I was able, after some challenges to incorporate nnue in Scan.
The first test seemed to work.
Game result with the usual parameters (1 min/ 65 moves Game, 6p DB each, no book, 1 core), 10W KR, 148D. Which translates into an ELO of 22.
The nn was the previous so: 191:256x32x32x1.
In my case i can only use avx-256 (as i have an older processor), and all weights are in int16
I will also check parallel performance, to secure that this also works, From design the implementation should be thread-safe, but the proof of the pudding is the eating. With low nps i assume nnue will benefit more from the additional cores, but the actual match will provide the final answer.
Next to that I also want to test with a double think time for Scan nnue, to compensate for the missing AVX-512 vnni, and to get an idea about network potential. This test was the easiest to do (as i trust the 1 core implementation , so don't need to observe constant eval scores).
Test (DXP Match) so far so good, with 50 games and 50 draws.

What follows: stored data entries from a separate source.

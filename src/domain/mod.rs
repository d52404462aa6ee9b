//! Domain layer containing entities and collaborator contracts.
//!
//! # Architecture
//!
//! - [`entities`] - Link records, create requests and aggregates
//! - [`repositories`] - Remote link service contract
//! - [`navigator`] - Navigation hand-off capability
//!
//! # Design Principles
//!
//! - Domain layer has no dependencies on infrastructure or presentation layers
//! - Collaborator traits are implemented by the infrastructure layer and by
//!   the CLI, and mocked in tests
//! - Workflow logic lives in [`crate::application`]

pub mod entities;
pub mod navigator;
pub mod repositories;
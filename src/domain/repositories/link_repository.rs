//! Repository trait for remote short link access.

use crate::domain::entities::{Link, NewLink};
use crate::error::FetchError;
use async_trait::async_trait;

/// Result of looking up a single code.
#[derive(Debug, Clone, PartialEq, Eq)]
pub enum Lookup {
    Found(Link),
    /// The service answered 404.
    NotFound,
}

/// Result of a create request the service answered deliberately.
#[derive(Debug, Clone, PartialEq, Eq)]
pub enum CreateOutcome {
    /// Canonical record of the created link.
    Created(Link),
    /// The requested code is already in use (409).
    CodeConflict,
    /// The service refused the request and explained why.
    Rejected(String),
}

/// Result of a delete request the service answered deliberately.
#[derive(Debug, Clone, Copy, PartialEq, Eq)]
pub enum DeleteOutcome {
    Deleted,
    /// The link did not exist (404). Callers treat this as success.
    AlreadyGone,
}

/// Typed access to the link service.
///
/// Every method performs exactly one request and classifies the answer.
/// Expected answers (404, 409) come back as outcome values; only transport
/// failures and statuses nobody branches on are [`FetchError`]s.
///
/// # Implementations
///
/// - [`crate::infrastructure::http::HttpLinkRepository`] - `reqwest` implementation
/// - Test mocks available with `cfg(test)`
///
/// # Examples
///
/// See integration tests: `tests/repository_http.rs`
#[cfg_attr(test, mockall::automock)]
#[async_trait]
pub trait LinkRepository: Send + Sync {
    /// Fetches every link, in the service's order.
    ///
    /// # Errors
    ///
    /// Returns [`FetchError`] on any non-2xx status or transport failure.
    async fn list(&self) -> Result<Vec<Link>, FetchError>;

    /// Fetches the canonical record for `code`.
    ///
    /// # Returns
    ///
    /// - `Ok(Lookup::Found(link))` on 200
    /// - `Ok(Lookup::NotFound)` on 404
    ///
    /// # Errors
    ///
    /// Returns [`FetchError`] on any other status or transport failure.
    async fn get(&self, code: &str) -> Result<Lookup, FetchError>;

    /// Creates a link.
    ///
    /// # Errors
    ///
    /// Returns [`FetchError`] when the service fails without an explanation
    /// or the request never completes.
    async fn create(&self, new_link: NewLink) -> Result<CreateOutcome, FetchError>;

    /// Deletes the link for `code`.
    ///
    /// # Errors
    ///
    /// Returns [`FetchError`] on any status other than 2xx/404 or on
    /// transport failure.
    async fn delete(&self, code: &str) -> Result<DeleteOutcome, FetchError>;
}
//! User-facing workflows that sequence confirmation, notification and form
//! state around the synchronizer.
//!
//! Each workflow surfaces exactly one outcome per user action and refuses
//! re-entrant triggers (a second submit, a second confirm) while its request
//! is in flight.
//!
//! - [`notifier`] - Single-slot toasts with auto-dismiss
//! - [`create_form`] - Create-link form
//! - [`delete_confirmation`] - Confirm-then-delete
//! - [`dashboard`] - Owns the collection, search query and the workflows above

pub mod create_form;
pub mod dashboard;
pub mod delete_confirmation;
pub mod notifier;

pub use create_form::{CreateForm, FormState, SubmitOutcome};
pub use dashboard::{Dashboard, EmptyState, Timings};
pub use delete_confirmation::{ConfirmOutcome, DeleteConfirmation, PendingConfirmation};
pub use notifier::{Notifier, Toast, ToastKind};
//! Navigation capability used by the redirect resolver.

use url::Url;

/// Hands the user off to another location.
///
/// In a browser this is a page navigation; the terminal client prints the
/// target. The resolver never fetches the target itself.
#[cfg_attr(test, mockall::automock)]
pub trait Navigator: Send + Sync {
    fn navigate(&self, target: &Url);
}
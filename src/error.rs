//! Error types shared by the repository client and the application layer.
//!
//! Expected outcomes of the link service (404 on lookup, 409 on create, 404 on
//! delete) are not errors; they are modelled as outcome enums in
//! [`crate::domain::repositories`]. The types here cover what is left:
//! local validation failures and genuine transport/protocol failures.

use thiserror::Error;

/// Local, pre-network validation failure of a create request.
///
/// Always recoverable by correcting the input. Never sent to the server.
#[derive(Debug, Clone, PartialEq, Eq, Error)]
pub enum ValidationError {
    #[error("Please enter a URL")]
    EmptyUrl,

    #[error("Please enter a valid URL (include http:// or https://)")]
    InvalidUrl,

    #[error("Custom code must be 6-8 alphanumeric characters")]
    InvalidCode,
}

/// Failure to get a usable answer from the link service.
///
/// Transient from the user's point of view: recoverable by retrying, never
/// retried automatically.
#[derive(Debug, Error)]
pub enum FetchError {
    /// The request never produced a response (connect, timeout, TLS, ...).
    #[error("network error: {0}")]
    Network(String),

    /// The service answered with a status the caller has no branch for.
    #[error("unexpected status {status}{}", message_suffix(.message))]
    Status { status: u16, message: Option<String> },

    /// A 2xx response whose body could not be decoded.
    #[error("invalid response body: {0}")]
    Decode(String),
}

impl FetchError {
    /// Returns true if no response was received at all.
    pub fn is_network(&self) -> bool {
        matches!(self, Self::Network(_))
    }
}

impl From<reqwest::Error> for FetchError {
    fn from(e: reqwest::Error) -> Self {
        if e.is_decode() {
            Self::Decode(e.to_string())
        } else {
            Self::Network(e.to_string())
        }
    }
}

fn message_suffix(message: &Option<String>) -> String {
    message
        .as_deref()
        .map(|m| format!(": {m}"))
        .unwrap_or_default()
}

/// Why a create request did not produce a link.
#[derive(Debug, Error)]
pub enum CreateError {
    #[error(transparent)]
    Validation(#[from] ValidationError),

    /// The requested custom code is already taken.
    #[error("code already taken")]
    CodeConflict,

    /// The service rejected the request with its own message.
    #[error("{0}")]
    Rejected(String),

    #[error(transparent)]
    Fetch(#[from] FetchError),
}

#[cfg(test)]
mod tests {
    use super::*;

    #[test]
    fn test_validation_messages() {
        assert_eq!(ValidationError::EmptyUrl.to_string(), "Please enter a URL");
        assert!(ValidationError::InvalidUrl.to_string().contains("http://"));
        assert!(ValidationError::InvalidCode.to_string().contains("6-8"));
    }

    #[test]
    fn test_status_error_display() {
        let bare = FetchError::Status {
            status: 500,
            message: None,
        };
        assert_eq!(bare.to_string(), "unexpected status 500");

        let with_message = FetchError::Status {
            status: 503,
            message: Some("maintenance".to_string()),
        };
        assert_eq!(with_message.to_string(), "unexpected status 503: maintenance");
        assert!(!with_message.is_network());
    }

    #[test]
    fn test_create_error_from_validation() {
        let err: CreateError = ValidationError::InvalidCode.into();
        assert!(matches!(err, CreateError::Validation(ValidationError::InvalidCode)));
        assert_eq!(err.to_string(), "Custom code must be 6-8 alphanumeric characters");
    }
}
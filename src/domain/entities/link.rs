//! Link entity representing a short-code mapping as the service reports it.

use crate::error::ValidationError;
use chrono::{DateTime, Utc};
use regex::Regex;
use serde::{Deserialize, Deserializer, Serialize};
use std::sync::LazyLock;
use validator::Validate;

/// Compiled regex for user-supplied short codes.
static CUSTOM_CODE_REGEX: LazyLock<Regex> =
    LazyLock::new(|| Regex::new(r"^[A-Za-z0-9]{6,8}$").unwrap());

/// A short link record.
///
/// Always the service's canonical representation: click counters and the
/// last-click timestamp are server-owned and are only ever changed by
/// replacing the whole record with a fresh server response.
#[derive(Debug, Clone, PartialEq, Eq, Serialize, Deserialize)]
#[serde(rename_all = "camelCase")]
pub struct Link {
    pub code: String,
    pub target_url: String,
    #[serde(default, deserialize_with = "null_as_zero")]
    pub total_clicks: u64,
    pub created_at: DateTime<Utc>,
    #[serde(default)]
    pub last_clicked_at: Option<DateTime<Utc>>,
}

impl Link {
    /// Creates a link that has never been clicked.
    pub fn new(code: impl Into<String>, target_url: impl Into<String>, created_at: DateTime<Utc>) -> Self {
        Self {
            code: code.into(),
            target_url: target_url.into(),
            total_clicks: 0,
            created_at,
            last_clicked_at: None,
        }
    }

    /// Returns true if `needle` occurs in the code or the target URL,
    /// ignoring case. `needle` must already be lowercase.
    pub fn matches_lowercase(&self, needle: &str) -> bool {
        self.code.to_lowercase().contains(needle) || self.target_url.to_lowercase().contains(needle)
    }

    /// Target URL cut to `max_chars` characters, with `...` appended when cut.
    pub fn truncated_target(&self, max_chars: usize) -> String {
        if self.target_url.chars().count() > max_chars {
            let head: String = self.target_url.chars().take(max_chars).collect();
            format!("{head}...")
        } else {
            self.target_url.clone()
        }
    }
}

fn null_as_zero<'de, D>(deserializer: D) -> Result<u64, D::Error>
where
    D: Deserializer<'de>,
{
    Option::<u64>::deserialize(deserializer).map(Option::unwrap_or_default)
}

/// Validated input for creating a new link.
///
/// `code` is omitted from the request body when absent so the service
/// generates one.
#[derive(Debug, Clone, PartialEq, Eq, Serialize, Validate)]
#[serde(rename_all = "camelCase")]
pub struct NewLink {
    #[validate(url)]
    pub target_url: String,

    #[serde(skip_serializing_if = "Option::is_none")]
    #[validate(regex(path = *CUSTOM_CODE_REGEX))]
    pub code: Option<String>,
}

impl NewLink {
    /// Builds a create request from raw form input.
    ///
    /// The URL is trimmed and must parse as an absolute URL. A blank code is
    /// treated as absent; otherwise it must be 6-8 ASCII alphanumerics.
    ///
    /// # Errors
    ///
    /// Returns the first [`ValidationError`] found, URL before code.
    pub fn parse(target_url: &str, code: Option<&str>) -> Result<Self, ValidationError> {
        let target_url = target_url.trim();
        if target_url.is_empty() {
            return Err(ValidationError::EmptyUrl);
        }

        let new_link = Self {
            target_url: target_url.to_string(),
            code: code
                .map(str::trim)
                .filter(|c| !c.is_empty())
                .map(str::to_string),
        };

        if let Err(errors) = new_link.validate() {
            let fields = errors.field_errors();
            if fields.contains_key("target_url") {
                return Err(ValidationError::InvalidUrl);
            }
            return Err(ValidationError::InvalidCode);
        }

        Ok(new_link)
    }
}
//! In-memory link collection kept consistent with the link service.

use std::sync::Arc;

use crate::domain::entities::{Link, LinkSummary, NewLink};
use crate::domain::repositories::{CreateOutcome, DeleteOutcome, LinkRepository};
use crate::error::{CreateError, FetchError};
use tokio::sync::RwLock;
use tracing::{debug, info, warn};

/// Owns the client-side link collection.
///
/// The collection keeps the service's order; created links are prepended.
/// Clones share the same collection.
///
/// # Consistency
///
/// Mutations are applied to the collection as it is when the network call
/// completes, never to a copy taken before the call. Two workflows finishing
/// in either order therefore both land.
pub struct LinkSynchronizer<R: LinkRepository> {
    repository: Arc<R>,
    links: Arc<RwLock<Vec<Link>>>,
}

impl<R: LinkRepository> Clone for LinkSynchronizer<R> {
    fn clone(&self) -> Self {
        Self {
            repository: self.repository.clone(),
            links: self.links.clone(),
        }
    }
}

impl<R: LinkRepository> LinkSynchronizer<R> {
    /// Creates a synchronizer with an empty collection.
    pub fn new(repository: Arc<R>) -> Self {
        Self::with_links(repository, Vec::new())
    }

    /// Creates a synchronizer starting from `links`.
    pub fn with_links(repository: Arc<R>, links: Vec<Link>) -> Self {
        Self {
            repository,
            links: Arc::new(RwLock::new(links)),
        }
    }

    /// The repository this synchronizer talks to.
    pub fn repository(&self) -> &Arc<R> {
        &self.repository
    }

    /// Replaces the collection with the service's current list.
    ///
    /// Returns the number of links loaded.
    ///
    /// The list is the service's state when it was read. A create or remove
    /// that completes while the list is in flight is overwritten when the
    /// list lands: a new link can drop out and a deleted one can reappear
    /// until the next refresh. Refresh after mutations settle, not alongside
    /// them.
    ///
    /// # Errors
    ///
    /// Returns the [`FetchError`] and keeps the previous collection; stale
    /// data stays visible rather than an empty list.
    pub async fn refresh(&self) -> Result<usize, FetchError> {
        match self.repository.list().await {
            Ok(fresh) => {
                let count = fresh.len();
                *self.links.write().await = fresh;
                info!(count, "Link collection refreshed");
                Ok(count)
            }
            Err(e) => {
                warn!(error = %e, "Refresh failed, keeping previous collection");
                Err(e)
            }
        }
    }

    /// Validates and creates a link, prepending the canonical record.
    ///
    /// Nothing is inserted before the service confirms: it may assign the
    /// code and is the only judge of uniqueness.
    ///
    /// # Errors
    ///
    /// - [`CreateError::Validation`] before any request if the input is invalid
    /// - [`CreateError::CodeConflict`] if the code is taken
    /// - [`CreateError::Rejected`] if the service refused with a message
    /// - [`CreateError::Fetch`] on transport or unexpected failures
    ///
    /// The collection is unchanged in every error case.
    pub async fn create(&self, target_url: &str, code: Option<&str>) -> Result<Link, CreateError> {
        let new_link = NewLink::parse(target_url, code)?;

        match self.repository.create(new_link).await? {
            CreateOutcome::Created(link) => {
                let mut links = self.links.write().await;
                links.retain(|l| l.code != link.code);
                links.insert(0, link.clone());
                info!(code = %link.code, "Link created");
                Ok(link)
            }
            CreateOutcome::CodeConflict => {
                debug!(?code, "Create refused: code already taken");
                Err(CreateError::CodeConflict)
            }
            CreateOutcome::Rejected(message) => {
                debug!(%message, "Create rejected by link service");
                Err(CreateError::Rejected(message))
            }
        }
    }

    /// Deletes a link and drops it from the collection.
    ///
    /// A link the service no longer has counts as deleted: the local copy is
    /// removed too and [`DeleteOutcome::AlreadyGone`] is returned.
    ///
    /// # Errors
    ///
    /// Returns the [`FetchError`] and leaves the collection unchanged.
    pub async fn remove(&self, code: &str) -> Result<DeleteOutcome, FetchError> {
        let outcome = self.repository.delete(code).await?;

        self.links.write().await.retain(|l| l.code != code);
        info!(code, ?outcome, "Link removed");

        Ok(outcome)
    }

    /// Swaps in a fresh canonical record for a code already held.
    ///
    /// Returns false (and changes nothing) if the code is not in the
    /// collection.
    pub async fn replace_record(&self, link: Link) -> bool {
        let mut links = self.links.write().await;
        match links.iter_mut().find(|l| l.code == link.code) {
            Some(slot) => {
                *slot = link;
                true
            }
            None => false,
        }
    }

    /// Links whose code or target URL contains `query`, ignoring case.
    pub async fn filtered(&self, query: &str) -> Vec<Link> {
        filter_links(&self.links.read().await, query)
    }

    /// Count, total clicks and average clicks over the whole collection.
    pub async fn aggregate(&self) -> LinkSummary {
        LinkSummary::of(&self.links.read().await)
    }

    /// Copy of the collection in order.
    pub async fn snapshot(&self) -> Vec<Link> {
        self.links.read().await.clone()
    }

    pub async fn contains(&self, code: &str) -> bool {
        self.links.read().await.iter().any(|l| l.code == code)
    }

    pub async fn len(&self) -> usize {
        self.links.read().await.len()
    }

    pub async fn is_empty(&self) -> bool {
        self.links.read().await.is_empty()
    }
}

/// Case-insensitive substring filter over code and target URL.
///
/// An empty query returns every link, in order.
pub fn filter_links(links: &[Link], query: &str) -> Vec<Link> {
    if query.is_empty() {
        return links.to_vec();
    }

    let needle = query.to_lowercase();
    links
        .iter()
        .filter(|l| l.matches_lowercase(&needle))
        .cloned()
        .collect()
}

But like the football parallel, in the end KR will win

.
If all works well, i hope to share the Scan sources with nnue in the weekend (i need to improve readability of some changes).
Keep in mind that this work would be impossible without the base from Jonathan, and the support and idea exchange with Joost.
I really hope that others will embark on the nnue voyage, and share results and new insights in this forum.
Im not 100% sure that nnue will bring a similar revolution like the patterns-based eval, but it is really interesting, and we are only starting. Next to that i really like this black box approach where the nn has totally no pre-defined features, which is the case for the current pattern based evals.
As i personal believe that we are close to the performance optimum, i don't expect nnue to surpass the current state-of the art evals by a huge margin (if any margin), i would already applaud an on-par behavior.
On the other hand im sure we will see much progress in CPU nn HW acceleration (like avx 512 vnni), similar in the way that 64bit processors and progress in instruction sets, enabled efficient bitboard implementations.
Bert